The adoption agency told the adoptive parents, who disclosed the son's legal name. When the birthmother died in 1980, the trustees asked the court to determine whether the adopted child would share in the division of assets with the child born within wedlock and not adopted.
The court decided the adopted child was "issue" and could inherit; however, the court of appeals overturned this decision.
In a very unusual case, adopted adult Cathy Yvonne Stone alleged she was the birthdaughter of Hank Williams, the late singer. Stone sued to receive part of the royalties accruing to Williams' estate. Her suit was rejected at a lower court level, but, on appeal, a federal court decided she was entitled to have her case heard by a jury. In 1990, the U.S. Supreme Court affirmed this decision. In addition, the Supreme Court refused to overturn an Alabama Supreme Court decision that decreed Stone was a lawful heir to the estate of Williams.
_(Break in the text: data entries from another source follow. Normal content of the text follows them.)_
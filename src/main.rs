//! SolrUndertow
//!
//! Main application entry point: resolves, publishes and validates the
//! startup configuration, then reports it.

use std::path::PathBuf;

use clap::Parser;
use tracing::{error, info};

use SolrUndertow::{
    config::{self, SystemProperties},
    utils::{helpers::parse_property, logging},
    SolrUndertowError,
};

#[derive(Parser, Debug)]
#[command(name = "solr-undertow", version, about = "Resolve and validate Solr server startup configuration")]
struct Cli {
    /// Configuration file (TOML)
    config: PathBuf,

    /// System property, repeatable: -D jetty.port=8983
    #[arg(short = 'D', value_name = "KEY=VALUE", value_parser = parse_property)]
    properties: Vec<(String, String)>,

    /// Print the typed settings as JSON after validation
    #[arg(long)]
    dump_settings: bool,
}

fn main() -> anyhow::Result<()> {
    let cli = Cli::parse();

    for (key, value) in &cli.properties {
        SystemProperties::set(key, value);
    }

    let loaded = config::load(&cli.config)?;
    let _guard = logging::init_logging(&loaded.settings)?;

    info!("Starting {}", SolrUndertow::info());
    logging::log_published_properties(&loaded.published);

    logging::log_startup_phase("validate", Some(&cli.config.display().to_string()));
    let report = loaded.validate();
    logging::log_validation_outcome(&report);

    loaded.report();

    if cli.dump_settings {
        println!("{}", serde_json::to_string_pretty(&loaded.settings)?);
    }

    if !report.is_valid() {
        let err = SolrUndertowError::ValidationFailed(report.errors().len());
        error!(severity = %err.severity(), "{}", err);
        return Err(err.into());
    }

    logging::log_startup_phase("ready", None);
    Ok(())
}
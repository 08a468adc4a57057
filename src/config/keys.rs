//! Canonical setting names and the legacy names that shadow them

/// Namespace holding every canonical setting
pub const CONFIG_PREFIX: &str = "solr.undertow";

pub const HTTP_CLUSTER_PORT: &str = "httpClusterPort";
pub const HTTP_HOST: &str = "httpHost";
pub const HTTP_IO_THREADS: &str = "httpIoThreads";
pub const HTTP_WORKER_THREADS: &str = "httpWorkerThreads";
pub const ACTIVE_REQUEST_LIMITS: &str = "activeRequestLimits";
pub const REQUEST_LIMITS: &str = "requestLimits";
pub const ZK_RUN: &str = "zkRun";
pub const ZK_HOST: &str = "zkHost";
pub const SOLR_HOME: &str = "solrHome";
pub const SOLR_LOGS: &str = "solrLogs";
pub const TEMP_DIR: &str = "tempDir";
pub const SOLR_VERSION: &str = "solrVersion";
pub const SOLR_WAR_FILE: &str = "solrWarFile";
pub const LIB_EXT_DIR: &str = "libExtDir";
pub const SOLR_CONTEXT_PATH: &str = "solrContextPath";
pub const LOG_LEVEL: &str = "logLevel";

/// Legacy flag asking the server to run an embedded ZooKeeper
pub const SYS_PROP_ZK_RUN: &str = "zkRun";

/// Logging bridge selection read by the embedded server
pub const LOGGING_PROVIDER_PROPERTY: &str = "org.jboss.logging.provider";
pub const LOGGING_PROVIDER: &str = "slf4j";

/// Pairs a legacy external name with the canonical setting it shadows
#[derive(Debug, Clone, Copy, PartialEq, Eq)]
pub struct OverrideMapping {
    pub external: &'static str,
    pub canonical: &'static str,
}

impl OverrideMapping {
    /// Full dotted path of the canonical setting
    pub fn canonical_path(&self) -> String {
        canonical_path(self.canonical)
    }
}

/// Legacy names kept in sync with canonical settings, in iteration order
pub const OVERRIDE_MAPPINGS: &[OverrideMapping] = &[
    OverrideMapping { external: "jetty.port", canonical: HTTP_CLUSTER_PORT },
    OverrideMapping { external: "zkHost", canonical: ZK_HOST },
    OverrideMapping { external: "solr.log", canonical: SOLR_LOGS },
    OverrideMapping { external: "hostContext", canonical: SOLR_CONTEXT_PATH },
    OverrideMapping { external: "solr.solr.home", canonical: SOLR_HOME },
];

/// Prefix a setting name with the canonical namespace
pub fn canonical_path(key: &str) -> String {
    format!("{CONFIG_PREFIX}.{key}")
}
In the case of a STEPPARENT ADOPTION, the adopted child may inherit from both birthparents and the stepparent in some states, but in other states, the adopted child may only inherit from the custodial parent and stepparent. (See STEPPARENTS.) Author Anne Wiseman French wrote, "In stepparent adoption situations, many states' statutes mirror New York's law before the 1987 amendments and preserve the child's inheritance rights only from and through the biological parent having custody of the child. Other states, however .?.?. preserve the child's inheritance rights from both biological parents."
The intent of the donor is significant in determining whether an adopted child may inherit, and how intent is determined varies from state to state.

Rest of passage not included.